▶ [Task details]
Reproduce the records word for word, from the first line to the line containing "Power * Atk".

▶ [Data supplied]
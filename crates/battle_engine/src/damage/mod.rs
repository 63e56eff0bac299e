//! Damage calculation pipeline.
//!
//! # Architecture
//!
//! 1. **Base Power**: move hooks (Hex, Facade, Weather Ball, ...) then terrain
//! 2. **Effective Stats**: stages (crit-adjusted), ability and item stat hooks
//! 3. **Base Damage**: `floor(floor(floor(2 * Level / 5 + 2) * Power * Atk / Def) / 50) + 2`
//! 4. **Pre-Random Mods**: weather, critical hit
//! 5. **Final Damage**: random roll, STAB, type effectiveness, burn, final
//!    modifiers, floor to 1
//!
//! Every multiplication truncates. The calculation is a pure function of
//! its inputs; the caller supplies the crit decision and the roll index.
//!
//! # Usage
//!
//! ```
//! use battle_engine::damage::calculate_damage;
//! use battle_engine::{Field, MoveId, PokemonConfig, Ruleset};
//!
//! let pikachu = PokemonConfig::from_str("pikachu").unwrap().build();
//! let gyarados = PokemonConfig::from_str("gyarados").unwrap().build();
//! let result = calculate_damage(
//!     &pikachu,
//!     &gyarados,
//!     MoveId::Thunderbolt,
//!     &Field::default(),
//!     &Ruleset::default(),
//!     false,
//!     15,
//! );
//! assert_eq!(result.effectiveness, 16);
//! assert_eq!(result.damage, result.rolls[15]);
//! ```

mod context;
mod effectiveness;
mod formula;
mod modifier;
mod pipeline;

pub use context::DamageContext;
pub use effectiveness::calculate_effectiveness;
pub use formula::{apply_effectiveness, apply_random_roll, get_base_damage};
pub use modifier::Modifier;
pub use pipeline::{compute_final_damage, compute_roll, FinalPhase};

use serde::Serialize;

use crate::field::{weather_modifier, Field};
use crate::moves::{MoveFlags, MoveId};
use crate::prng::DAMAGE_ROLLS;
use crate::rules::Ruleset;
use crate::state::Combatant;

/// Result of a damage calculation.
#[derive(Clone, Copy, Debug, PartialEq, Eq, Serialize)]
pub struct DamageResult {
    /// All 16 possible damage values (random roll 85-100)
    pub rolls: [u16; DAMAGE_ROLLS as usize],

    /// The roll selected by the caller's draw
    pub damage: u16,

    /// Type effectiveness multiplier (4 = neutral, 8 = 2x, etc.)
    pub effectiveness: u8,

    pub is_crit: bool,
}

impl DamageResult {
    /// Zero-damage result (status moves)
    pub fn zero(effectiveness: u8) -> Self {
        Self {
            rolls: [0; DAMAGE_ROLLS as usize],
            damage: 0,
            effectiveness,
            is_crit: false,
        }
    }

    /// Minimum damage (roll index 0)
    pub fn min(&self) -> u16 {
        self.rolls[0]
    }

    /// Maximum damage (roll index 15)
    pub fn max(&self) -> u16 {
        self.rolls[DAMAGE_ROLLS as usize - 1]
    }
}

/// Calculate damage for a move.
///
/// `roll` is the random draw in `0..16` (85% to 100%). Status moves deal 0
/// and bypass the pipeline; an immune target takes 0.
pub fn calculate_damage(
    attacker: &Combatant,
    defender: &Combatant,
    move_id: MoveId,
    field: &Field,
    rules: &Ruleset,
    is_crit: bool,
    roll: u8,
) -> DamageResult {
    let ctx = DamageContext::new(attacker, defender, move_id, field, rules, is_crit);

    if ctx.move_data.is_status() || ctx.move_data.power == 0 {
        return DamageResult::zero(ctx.effectiveness);
    }
    if ctx.effectiveness == 0 {
        return DamageResult {
            is_crit,
            ..DamageResult::zero(0)
        };
    }

    let base_damage = pre_random_damage(&ctx);
    let phase = final_phase(&ctx);
    let rolls = compute_final_damage(base_damage, &phase);

    tracing::trace!(
        attacker = attacker.name(),
        defender = defender.name(),
        move_name = ctx.move_data.name,
        base_damage,
        effectiveness = ctx.effectiveness,
        is_crit,
        "damage rolls computed"
    );

    DamageResult {
        rolls,
        damage: rolls[roll.min(DAMAGE_ROLLS - 1) as usize],
        effectiveness: ctx.effectiveness,
        is_crit,
    }
}

/// Base damage with weather and critical multipliers applied.
fn pre_random_damage(ctx: &DamageContext<'_>) -> u32 {
    let mut damage = get_base_damage(
        ctx.attacker.level as u32,
        ctx.base_power(),
        ctx.attack(),
        ctx.defense(),
    );
    damage = weather_modifier(ctx.field.weather, ctx.move_type).apply(damage);
    if ctx.is_crit {
        damage = ctx.rules.crit_multiplier.apply(damage);
    }
    damage
}

fn final_phase(ctx: &DamageContext<'_>) -> FinalPhase {
    let eff = ctx.effectiveness;
    let attacker_ability = ctx
        .attacker
        .ability
        .hooks()
        .on_attacker_final_mod
        .map_or(Modifier::ONE, |hook| hook(ctx.attacker, ctx.defender, eff));
    let defender_ability = ctx
        .defender
        .ability
        .hooks()
        .on_defender_final_mod
        .map_or(Modifier::ONE, |hook| hook(ctx.defender, ctx.attacker, eff));
    let attacker_item = ctx
        .attacker
        .item
        .hooks()
        .on_final_modifier
        .map_or(Modifier::ONE, |hook| hook(ctx.attacker, eff));

    FinalPhase {
        effectiveness: eff,
        has_stab: ctx.has_stab,
        burned: ctx.burn_applies(),
        final_mods: [attacker_ability, defender_ability, attacker_item],
    }
}

/// Critical hit stage for a move: high-crit moves +1, Focus Energy +2.
pub fn crit_stage(attacker: &Combatant, move_id: MoveId) -> u8 {
    let mut stage = 0;
    if move_id.data().flags.contains(MoveFlags::HIGH_CRIT) {
        stage += 1;
    }
    if attacker.has_volatile(crate::conditions::Volatile::FocusEnergy) {
        stage += 2;
    }
    stage
}

/// Whether the defender can be critically hit at all.
pub fn can_be_crit(defender: &Combatant) -> bool {
    !defender
        .ability
        .hooks()
        .on_crit_immunity
        .is_some_and(|immune| immune(defender))
}

#[cfg(test)]
mod tests {
    use super::*;
    use crate::abilities::AbilityId;
    use crate::conditions::{EffectState, Status};
    use crate::entities::PokemonConfig;
    use crate::field::{Terrain, Weather};
    use crate::items::ItemId;
    use crate::stats::BoostStat;

    fn mon(name: &str) -> Combatant {
        PokemonConfig::from_str(name).unwrap().build()
    }

    fn calc(attacker: &Combatant, defender: &Combatant, move_id: MoveId) -> DamageResult {
        calculate_damage(attacker, defender, move_id, &Field::default(), &Ruleset::default(), false, 15)
    }

    #[test]
    fn test_basic_damage_calc() {
        let pikachu = mon("pikachu");
        let venusaur = mon("venusaur");
        let result = calc(&pikachu, &venusaur, MoveId::Thunderbolt);

        // Electric vs Grass/Poison = 0.5x
        assert_eq!(result.effectiveness, 2);
        assert!(result.max() > 0);
        assert!(result.min() <= result.max());
        assert_eq!(result.damage, result.max());
    }

    #[test]
    fn test_deterministic_for_fixed_inputs() {
        let a = mon("garchomp");
        let d = mon("metagross");
        let field = Field::default();
        let rules = Ruleset::default();
        for roll in 0..16 {
            let first = calculate_damage(&a, &d, MoveId::Earthquake, &field, &rules, false, roll);
            let second = calculate_damage(&a, &d, MoveId::Earthquake, &field, &rules, false, roll);
            assert_eq!(first, second);
            assert_eq!(first.damage, first.rolls[roll as usize]);
        }
    }

    #[test]
    fn test_type_immunity() {
        let garchomp = mon("garchomp");
        let result = calc(&garchomp, &mon("gengar"), MoveId::Earthquake);
        assert_eq!(result.effectiveness, 0);
        assert_eq!(result.rolls, [0; 16]);
    }

    #[test]
    fn test_status_moves_deal_nothing() {
        let result = calc(&mon("pikachu"), &mon("snorlax"), MoveId::ThunderWave);
        assert_eq!(result.damage, 0);
    }

    #[test]
    fn test_crit_ignores_bad_stages() {
        let mut attacker = mon("machamp");
        let defender = mon("snorlax");
        let field = Field::default();
        let rules = Ruleset::default();

        attacker.boosts.apply(BoostStat::Atk, -2);
        let weakened = calculate_damage(&attacker, &defender, MoveId::CloseCombat, &field, &rules, true, 15);
        attacker.boosts.clear();
        let clean = calculate_damage(&attacker, &defender, MoveId::CloseCombat, &field, &rules, true, 15);
        assert_eq!(weakened.damage, clean.damage);

        let normal = calculate_damage(&attacker, &defender, MoveId::CloseCombat, &field, &rules, false, 15);
        assert!(clean.damage > normal.damage);
    }

    #[test]
    fn test_weather_boost_and_penalty() {
        let charizard = mon("charizard");
        let target = mon("snorlax");
        let rules = Ruleset::default();
        let mut field = Field::default();
        let neutral = calculate_damage(&charizard, &target, MoveId::Flamethrower, &field, &rules, false, 15);
        field.set_weather(Weather::Sun, 5);
        let sunny = calculate_damage(&charizard, &target, MoveId::Flamethrower, &field, &rules, false, 15);
        field.weather = Weather::Rain;
        let rainy = calculate_damage(&charizard, &target, MoveId::Flamethrower, &field, &rules, false, 15);
        assert!(sunny.damage > neutral.damage);
        assert!(rainy.damage < neutral.damage);
    }

    #[test]
    fn test_thick_fat_halves_fire() {
        let charizard = mon("charizard");
        let mut snorlax = mon("snorlax");
        let with = calc(&charizard, &snorlax, MoveId::Flamethrower);
        snorlax.ability = AbilityId::NoAbility;
        let without = calc(&charizard, &snorlax, MoveId::Flamethrower);
        assert!(with.damage * 3 < without.damage * 2);
    }

    #[test]
    fn test_guts_and_facade_ignore_burn() {
        let mut snorlax = mon("snorlax");
        let target = mon("blissey");
        let clean = calc(&snorlax, &target, MoveId::BodySlam);

        snorlax.status = Some(EffectState::new(Status::Burn));
        let burned = calc(&snorlax, &target, MoveId::BodySlam);
        assert!(burned.damage < clean.damage);

        let facade = calc(&snorlax, &target, MoveId::Facade);
        snorlax.status = None;
        let facade_clean = calc(&snorlax, &target, MoveId::Facade);
        assert!(facade.damage > facade_clean.damage);

        let mut machamp = mon("machamp");
        assert_eq!(machamp.ability, AbilityId::Guts);
        let clean = calc(&machamp, &target, MoveId::CloseCombat);
        machamp.status = Some(EffectState::new(Status::Burn));
        let gutsy = calc(&machamp, &target, MoveId::CloseCombat);
        assert!(gutsy.damage > clean.damage);
    }

    #[test]
    fn test_terrain_boosts_grounded_attacker() {
        let pikachu = mon("pikachu");
        let target = mon("snorlax");
        let rules = Ruleset::default();
        let mut field = Field::default();
        let plain = calculate_damage(&pikachu, &target, MoveId::Thunderbolt, &field, &rules, false, 15);
        field.set_terrain(Terrain::Electric, 5);
        let boosted = calculate_damage(&pikachu, &target, MoveId::Thunderbolt, &field, &rules, false, 15);
        assert!(boosted.damage > plain.damage);

        // Misty halves Dragon moves against grounded targets
        let dragonite = mon("dragonite");
        field.set_terrain(Terrain::Misty, 5);
        let misty = calculate_damage(&dragonite, &target, MoveId::DragonClaw, &field, &rules, false, 15);
        field.terrain = Terrain::None;
        let normal = calculate_damage(&dragonite, &target, MoveId::DragonClaw, &field, &rules, false, 15);
        assert!(misty.damage < normal.damage);
    }

    #[test]
    fn test_items_and_final_mods() {
        let mut garchomp = mon("garchomp");
        let target = mon("metagross");
        let plain = calc(&garchomp, &target, MoveId::Earthquake);
        garchomp.item = ItemId::LifeOrb;
        let orb = calc(&garchomp, &target, MoveId::Earthquake);
        assert!(orb.damage > plain.damage);
        garchomp.item = ItemId::ChoiceBand;
        let band = calc(&garchomp, &target, MoveId::Earthquake);
        assert!(band.damage > plain.damage);

        let dragonite = mon("dragonite");
        let full = calc(&garchomp, &dragonite, MoveId::StoneEdge);
        let mut hurt = dragonite.clone();
        hurt.hp -= 1;
        let chipped = calc(&garchomp, &hurt, MoveId::StoneEdge);
        assert!(full.damage < chipped.damage);
    }

    #[test]
    fn test_struggle_is_neutral_and_unboosted() {
        let gengar = mon("gengar");
        let result = calc(&mon("pikachu"), &gengar, MoveId::Struggle);
        assert_eq!(result.effectiveness, 4);
        assert!(result.damage > 0);
    }

    #[test]
    fn test_crit_stage_and_immunity() {
        let mut lucario = mon("lucario");
        assert_eq!(crit_stage(&lucario, MoveId::CloseCombat), 0);
        assert_eq!(crit_stage(&lucario, MoveId::StoneEdge), 1);
        lucario.add_volatile(EffectState::new(crate::conditions::Volatile::FocusEnergy));
        assert_eq!(crit_stage(&lucario, MoveId::StoneEdge), 3);

        assert!(!can_be_crit(&mon("cloyster")));
        assert!(can_be_crit(&mon("pikachu")));
    }
}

▶ [Result]
filename crates/battle_engine/src/damage/mod.rs
repository 63e56eff0bac299e
//! Damage calculation pipeline.
//!
//! # Architecture
//!
//! 1. **Base Power**: move hooks (Hex, Facade, Weather Ball, ...) then terrain
//! 2. **Effective Stats**: stages (crit-adjusted), ability and item stat hooks
//! 3. **Base Damage**: `floor(floor(floor(2 * Level / 5 + 2) * Power * Atk / Def) / 50) + 2`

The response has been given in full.